Bleeding Point Record (or Bleeding on Probing) assesses inflammation. A probe gently inserted into the sulcus checks for bleeding within seconds. Higher bleeding sites indicate poorer gingival health and higher risk for periodontal disease.

Why these metrics matter:

  • Plaque causes gingivitis, which can progress to periodontitis if untreated.
  • Regular scoring motivates patients and objectively measures improvements from better brushing, flossing, and professional care.
  • In military contexts, it supports fitness-for-duty assessments alongside tools like DD Form 2813.

Target scores often aim for low plaque percentages (e.g., under 20–25% for good control) and minimal bleeding sites.

Benefits of Consistent Use of AF Form 935B

  • Improved Patient Education — Visual records help explain hygiene needs to service members.
  • Treatment Planning — Guides scaling, root planing, or referral decisions.
  • Compliance and Readiness — Contributes to overall dental classification and deployment eligibility.
  • Research and Quality Improvement — Aggregated data can inform base-level oral health programs.

For dental teams, mastering this form ensures standardized care across Air Force facilities worldwide.

Tips for Completing and Optimizing AF Form 935B

  • Use disclosing solutions for accurate plaque visualization.
  • Be consistent in probing technique (standard pressure, typically 25g).
  • Document changes between visits to show progress.
  • Combine with patient education on oral hygiene techniques.
  • Ensure secure handling per HIPAA and Air Force privacy rules (AFI 41-200, etc.).

Civilian dentists supporting TRICARE or Guard/Reserve personnel may encounter similar metrics, though the exact AF Form 935B is service-specific.

Conclusion: Essential Tool for Air Force Oral Health Excellence

AF Form 935B remains a foundational document in U.S. Air Force dentistry for precise, actionable recording of plaque and bleeding data. Whether you’re a dental professional, commander ensuring unit readiness, or service member maintaining peak health, proper use of this form contributes to better smiles and mission success.

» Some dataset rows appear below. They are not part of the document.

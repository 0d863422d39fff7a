use serde::{Deserialize, Serialize};
use std::collections::BTreeMap;
use thiserror::Error;

// ============================================================================
// Error Types
// ============================================================================

/// Errors raised by catalog collaborators.
#[derive(Debug, Error)]
pub enum CatalogError {
    /// The record id does not resolve to a usable product.
    #[error("Product {0} could not be resolved")]
    Unresolvable(ProductId),

    /// The catalog snapshot is not valid JSON or has the wrong shape.
    #[error("Invalid catalog snapshot: {0}")]
    Snapshot(#[from] serde_json::Error),

    /// The catalog snapshot could not be read.
    #[error("Failed to read catalog snapshot: {0}")]
    Io(#[from] std::io::Error),
}

// ============================================================================
// Record Types
// ============================================================================

/// Catalog identifier shared by products and variations.
pub type ProductId = u64;

/// Content type of a host record, as reported before any product lookup.
#[derive(Debug, Clone, PartialEq, Eq)]
pub enum ContentType {
    Product,
    ProductVariation,
    Other(String),
}

impl ContentType {
    pub fn from_name(name: &str) -> Self {
        match name {
            "product" => Self::Product,
            "product_variation" => Self::ProductVariation,
            other => Self::Other(other.to_string()),
        }
    }
}

/// Publication status of a product record.
#[derive(Debug, Clone, Copy, Default, PartialEq, Eq, Serialize, Deserialize)]
#[serde(rename_all = "lowercase")]
pub enum ProductStatus {
    Publish,
    #[default]
    Draft,
    Pending,
    Private,
    Trash,
}

/// Product shape. Field derivation rules in the item mapper dispatch on this.
#[derive(Debug, Clone, PartialEq, Serialize, Deserialize)]
#[serde(tag = "type", rename_all = "lowercase")]
pub enum ProductKind {
    Simple,
    Variable {
        #[serde(default)]
        variations: Vec<Product>,
    },
    Variation {
        #[serde(default)]
        parent_id: ProductId,
    },
}

/// A taxonomy-backed attribute (e.g. `pa_marca`) with its term names.
#[derive(Debug, Clone, PartialEq, Serialize, Deserialize)]
pub struct ProductAttribute {
    pub name: String,
    #[serde(default)]
    pub terms: Vec<String>,
}

fn default_in_stock() -> bool {
    true
}

/// A product record as exposed by the catalog.
///
/// `price` is the price including tax. Variations carry their chosen
/// attribute values in `variation_attributes` (slug → value); simple and
/// variable products carry taxonomy attributes in `attributes`.
#[derive(Debug, Clone, PartialEq, Serialize, Deserialize)]
pub struct Product {
    pub id: ProductId,
    #[serde(flatten)]
    pub kind: ProductKind,
    #[serde(default)]
    pub status: ProductStatus,
    #[serde(default)]
    pub title: String,
    /// Display name with variant labels wrapped in `<span>` elements.
    #[serde(default)]
    pub formatted_name: Option<String>,
    #[serde(default)]
    pub description: String,
    #[serde(default)]
    pub permalink: String,
    #[serde(default)]
    pub image_url: Option<String>,
    #[serde(default)]
    pub categories: Vec<String>,
    #[serde(default = "default_in_stock")]
    pub in_stock: bool,
    #[serde(default)]
    pub price: Option<f64>,
    #[serde(default)]
    pub sku: String,
    #[serde(default)]
    pub attributes: Vec<ProductAttribute>,
    #[serde(default)]
    pub variation_attributes: BTreeMap<String, String>,
}

impl Product {
    pub fn is_published(&self) -> bool {
        self.status == ProductStatus::Publish
    }

    /// Price including tax.
    ///
    /// A variable product without a price of its own reports the lowest
    /// positive price among its variations.
    pub fn price_including_tax(&self) -> Option<f64> {
        match (&self.kind, self.price) {
            (_, Some(price)) => Some(price),
            (ProductKind::Variable { variations }, None) => variations
                .iter()
                .filter_map(|v| v.price)
                .filter(|p| p.is_finite() && *p > 0.0)
                .min_by(|a, b| a.total_cmp(b)),
            _ => None,
        }
    }

    /// Variations of a variable product; empty for every other shape.
    pub fn variations(&self) -> &[Product] {
        match &self.kind {
            ProductKind::Variable { variations } => variations,
            _ => &[],
        }
    }

    pub fn parent_id(&self) -> Option<ProductId> {
        match self.kind {
            ProductKind::Variation { parent_id } => Some(parent_id),
            _ => None,
        }
    }

    pub fn kind_name(&self) -> &'static str {
        match self.kind {
            ProductKind::Simple => "simple",
            ProductKind::Variable { .. } => "variable",
            ProductKind::Variation { .. } => "variation",
        }
    }
}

For the latest official version and related guidance, visit the Air Force e-Publishing site or consult your local dental clinic. Maintaining excellent oral hygiene isn’t just about passing inspections—it’s about lifelong health.

This article is for informational purposes. Always refer to official Air Force instructions and current e-Publishing resources for procedural guidance.